All lines in the data below carrying the string "DefaultFsTaken" are to be located and copied.

*Data records*:
= Beginning of Section =

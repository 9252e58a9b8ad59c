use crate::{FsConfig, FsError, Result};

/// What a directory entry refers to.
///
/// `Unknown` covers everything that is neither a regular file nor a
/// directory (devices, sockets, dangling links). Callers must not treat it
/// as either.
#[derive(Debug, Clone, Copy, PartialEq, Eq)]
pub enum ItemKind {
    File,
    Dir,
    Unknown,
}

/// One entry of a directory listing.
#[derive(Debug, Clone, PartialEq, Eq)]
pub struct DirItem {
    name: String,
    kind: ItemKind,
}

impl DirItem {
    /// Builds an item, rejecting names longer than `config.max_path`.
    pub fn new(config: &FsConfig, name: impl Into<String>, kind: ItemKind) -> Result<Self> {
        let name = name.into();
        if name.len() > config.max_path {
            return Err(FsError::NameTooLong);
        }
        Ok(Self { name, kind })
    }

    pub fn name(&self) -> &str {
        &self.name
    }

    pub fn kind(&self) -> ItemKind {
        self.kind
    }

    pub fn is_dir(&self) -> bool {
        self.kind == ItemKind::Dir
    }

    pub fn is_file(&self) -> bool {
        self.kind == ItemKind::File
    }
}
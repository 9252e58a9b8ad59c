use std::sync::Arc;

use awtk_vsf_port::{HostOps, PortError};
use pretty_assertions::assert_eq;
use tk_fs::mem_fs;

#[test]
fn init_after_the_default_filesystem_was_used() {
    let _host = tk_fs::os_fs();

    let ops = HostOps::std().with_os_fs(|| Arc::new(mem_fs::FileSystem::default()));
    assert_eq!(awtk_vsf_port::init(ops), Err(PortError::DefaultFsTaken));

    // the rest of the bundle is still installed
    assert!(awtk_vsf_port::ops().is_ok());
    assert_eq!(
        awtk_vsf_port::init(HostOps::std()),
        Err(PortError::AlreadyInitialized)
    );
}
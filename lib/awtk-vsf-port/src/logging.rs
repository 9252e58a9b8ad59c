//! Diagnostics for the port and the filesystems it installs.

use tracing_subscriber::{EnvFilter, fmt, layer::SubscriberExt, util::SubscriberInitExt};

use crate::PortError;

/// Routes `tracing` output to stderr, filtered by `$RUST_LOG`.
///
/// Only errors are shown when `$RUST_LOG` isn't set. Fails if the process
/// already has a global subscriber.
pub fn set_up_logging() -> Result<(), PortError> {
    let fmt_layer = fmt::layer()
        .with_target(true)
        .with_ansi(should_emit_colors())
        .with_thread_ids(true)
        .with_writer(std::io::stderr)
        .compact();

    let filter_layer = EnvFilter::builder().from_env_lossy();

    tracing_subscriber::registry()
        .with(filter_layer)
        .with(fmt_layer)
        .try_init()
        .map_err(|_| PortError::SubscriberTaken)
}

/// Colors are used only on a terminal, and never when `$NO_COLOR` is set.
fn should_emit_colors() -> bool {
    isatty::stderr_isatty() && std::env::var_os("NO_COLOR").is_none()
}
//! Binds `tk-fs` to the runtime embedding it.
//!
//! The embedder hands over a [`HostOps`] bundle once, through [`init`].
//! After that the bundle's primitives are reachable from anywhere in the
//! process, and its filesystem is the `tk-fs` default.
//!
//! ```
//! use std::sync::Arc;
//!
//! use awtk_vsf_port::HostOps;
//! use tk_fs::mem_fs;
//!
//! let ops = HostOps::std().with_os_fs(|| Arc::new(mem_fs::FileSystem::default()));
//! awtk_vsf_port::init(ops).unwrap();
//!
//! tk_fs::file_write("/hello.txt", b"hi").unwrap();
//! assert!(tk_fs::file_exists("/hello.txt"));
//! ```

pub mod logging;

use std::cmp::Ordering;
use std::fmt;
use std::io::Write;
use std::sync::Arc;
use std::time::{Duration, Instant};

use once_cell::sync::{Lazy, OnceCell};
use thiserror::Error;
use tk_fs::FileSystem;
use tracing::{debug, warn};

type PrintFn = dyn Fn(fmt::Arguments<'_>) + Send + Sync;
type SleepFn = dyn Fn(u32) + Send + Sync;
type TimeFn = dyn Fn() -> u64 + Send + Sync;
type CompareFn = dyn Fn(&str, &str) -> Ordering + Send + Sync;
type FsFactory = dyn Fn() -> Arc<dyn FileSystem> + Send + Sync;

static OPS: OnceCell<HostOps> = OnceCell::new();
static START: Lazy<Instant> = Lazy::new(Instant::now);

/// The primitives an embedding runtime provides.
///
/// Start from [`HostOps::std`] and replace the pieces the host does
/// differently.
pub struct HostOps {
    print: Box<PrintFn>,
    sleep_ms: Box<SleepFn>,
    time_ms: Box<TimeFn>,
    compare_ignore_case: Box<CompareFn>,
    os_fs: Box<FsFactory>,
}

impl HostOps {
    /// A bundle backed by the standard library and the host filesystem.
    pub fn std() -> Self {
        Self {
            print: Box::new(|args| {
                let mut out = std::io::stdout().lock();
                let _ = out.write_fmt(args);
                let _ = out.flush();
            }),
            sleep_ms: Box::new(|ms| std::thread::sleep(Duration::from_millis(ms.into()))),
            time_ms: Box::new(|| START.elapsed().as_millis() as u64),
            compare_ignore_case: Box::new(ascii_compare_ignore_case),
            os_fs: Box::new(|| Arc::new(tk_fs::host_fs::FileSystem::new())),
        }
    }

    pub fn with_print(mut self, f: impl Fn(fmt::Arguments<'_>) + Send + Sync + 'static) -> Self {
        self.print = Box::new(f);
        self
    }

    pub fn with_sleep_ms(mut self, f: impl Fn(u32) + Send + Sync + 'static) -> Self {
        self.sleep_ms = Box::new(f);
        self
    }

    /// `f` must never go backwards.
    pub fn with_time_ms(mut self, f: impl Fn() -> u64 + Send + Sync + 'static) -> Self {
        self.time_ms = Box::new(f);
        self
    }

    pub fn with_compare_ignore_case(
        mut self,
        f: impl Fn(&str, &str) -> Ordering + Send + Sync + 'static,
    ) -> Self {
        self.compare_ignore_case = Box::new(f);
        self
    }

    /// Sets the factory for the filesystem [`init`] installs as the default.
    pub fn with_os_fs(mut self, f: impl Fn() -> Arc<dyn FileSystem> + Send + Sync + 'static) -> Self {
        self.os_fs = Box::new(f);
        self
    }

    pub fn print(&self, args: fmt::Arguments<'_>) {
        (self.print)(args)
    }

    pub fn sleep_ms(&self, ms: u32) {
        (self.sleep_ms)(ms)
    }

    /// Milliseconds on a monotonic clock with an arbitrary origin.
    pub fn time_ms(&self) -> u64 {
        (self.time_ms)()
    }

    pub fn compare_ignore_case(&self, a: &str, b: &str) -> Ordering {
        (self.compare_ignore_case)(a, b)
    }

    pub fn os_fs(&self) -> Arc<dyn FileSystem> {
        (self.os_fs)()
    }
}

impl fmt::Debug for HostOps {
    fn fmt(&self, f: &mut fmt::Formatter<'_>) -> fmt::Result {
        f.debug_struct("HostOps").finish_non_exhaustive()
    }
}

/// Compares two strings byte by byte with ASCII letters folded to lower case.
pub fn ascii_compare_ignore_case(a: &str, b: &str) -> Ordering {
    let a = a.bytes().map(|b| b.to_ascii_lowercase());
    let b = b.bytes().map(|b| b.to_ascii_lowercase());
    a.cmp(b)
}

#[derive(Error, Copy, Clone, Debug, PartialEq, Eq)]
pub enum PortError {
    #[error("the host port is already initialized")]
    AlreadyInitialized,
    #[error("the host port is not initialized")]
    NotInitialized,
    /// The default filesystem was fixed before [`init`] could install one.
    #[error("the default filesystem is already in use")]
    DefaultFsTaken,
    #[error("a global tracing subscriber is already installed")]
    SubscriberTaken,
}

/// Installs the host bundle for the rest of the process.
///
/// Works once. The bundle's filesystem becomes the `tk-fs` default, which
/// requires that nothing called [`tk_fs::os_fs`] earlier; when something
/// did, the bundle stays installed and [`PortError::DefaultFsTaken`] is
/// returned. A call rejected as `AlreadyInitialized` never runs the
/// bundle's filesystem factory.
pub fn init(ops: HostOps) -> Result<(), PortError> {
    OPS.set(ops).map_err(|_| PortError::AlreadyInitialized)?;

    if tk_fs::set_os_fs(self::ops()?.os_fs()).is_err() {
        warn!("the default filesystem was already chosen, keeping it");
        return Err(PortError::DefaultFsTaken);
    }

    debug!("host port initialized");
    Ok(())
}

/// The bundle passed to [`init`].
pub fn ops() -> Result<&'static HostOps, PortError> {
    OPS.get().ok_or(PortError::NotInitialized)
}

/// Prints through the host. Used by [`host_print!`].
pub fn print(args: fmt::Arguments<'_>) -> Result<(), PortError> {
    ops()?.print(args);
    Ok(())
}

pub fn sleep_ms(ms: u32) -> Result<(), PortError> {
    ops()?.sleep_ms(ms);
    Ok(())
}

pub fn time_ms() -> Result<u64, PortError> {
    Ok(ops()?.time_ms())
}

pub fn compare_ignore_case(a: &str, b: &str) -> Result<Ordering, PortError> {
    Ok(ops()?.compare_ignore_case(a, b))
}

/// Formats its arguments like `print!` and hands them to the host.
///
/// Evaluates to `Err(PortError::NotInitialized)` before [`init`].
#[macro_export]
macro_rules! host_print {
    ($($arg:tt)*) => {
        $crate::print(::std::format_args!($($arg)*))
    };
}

= End of Section =
= Beginning of Section =

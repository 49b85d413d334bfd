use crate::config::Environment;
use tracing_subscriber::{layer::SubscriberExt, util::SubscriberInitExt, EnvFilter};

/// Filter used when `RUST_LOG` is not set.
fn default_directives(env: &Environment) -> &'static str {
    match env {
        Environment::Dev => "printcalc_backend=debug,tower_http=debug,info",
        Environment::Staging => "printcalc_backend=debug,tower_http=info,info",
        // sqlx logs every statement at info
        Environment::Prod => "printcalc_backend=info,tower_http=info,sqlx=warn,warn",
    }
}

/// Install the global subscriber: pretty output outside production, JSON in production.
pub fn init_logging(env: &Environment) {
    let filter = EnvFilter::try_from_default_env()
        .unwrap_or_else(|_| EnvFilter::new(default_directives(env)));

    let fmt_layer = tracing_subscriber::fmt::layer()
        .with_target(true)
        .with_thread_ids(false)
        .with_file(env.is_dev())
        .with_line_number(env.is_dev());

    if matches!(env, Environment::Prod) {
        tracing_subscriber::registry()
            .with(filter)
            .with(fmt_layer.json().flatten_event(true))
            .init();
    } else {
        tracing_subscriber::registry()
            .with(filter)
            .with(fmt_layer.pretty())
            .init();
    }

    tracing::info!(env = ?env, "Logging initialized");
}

= End of Section =

*Result below*:
    assert_eq!(awtk_vsf_port::init(ops), Err(PortError::DefaultFsTaken));
    DefaultFsTaken,
/// did, the bundle stays installed and [`PortError::DefaultFsTaken`] is
        return Err(PortError::DefaultFsTaken);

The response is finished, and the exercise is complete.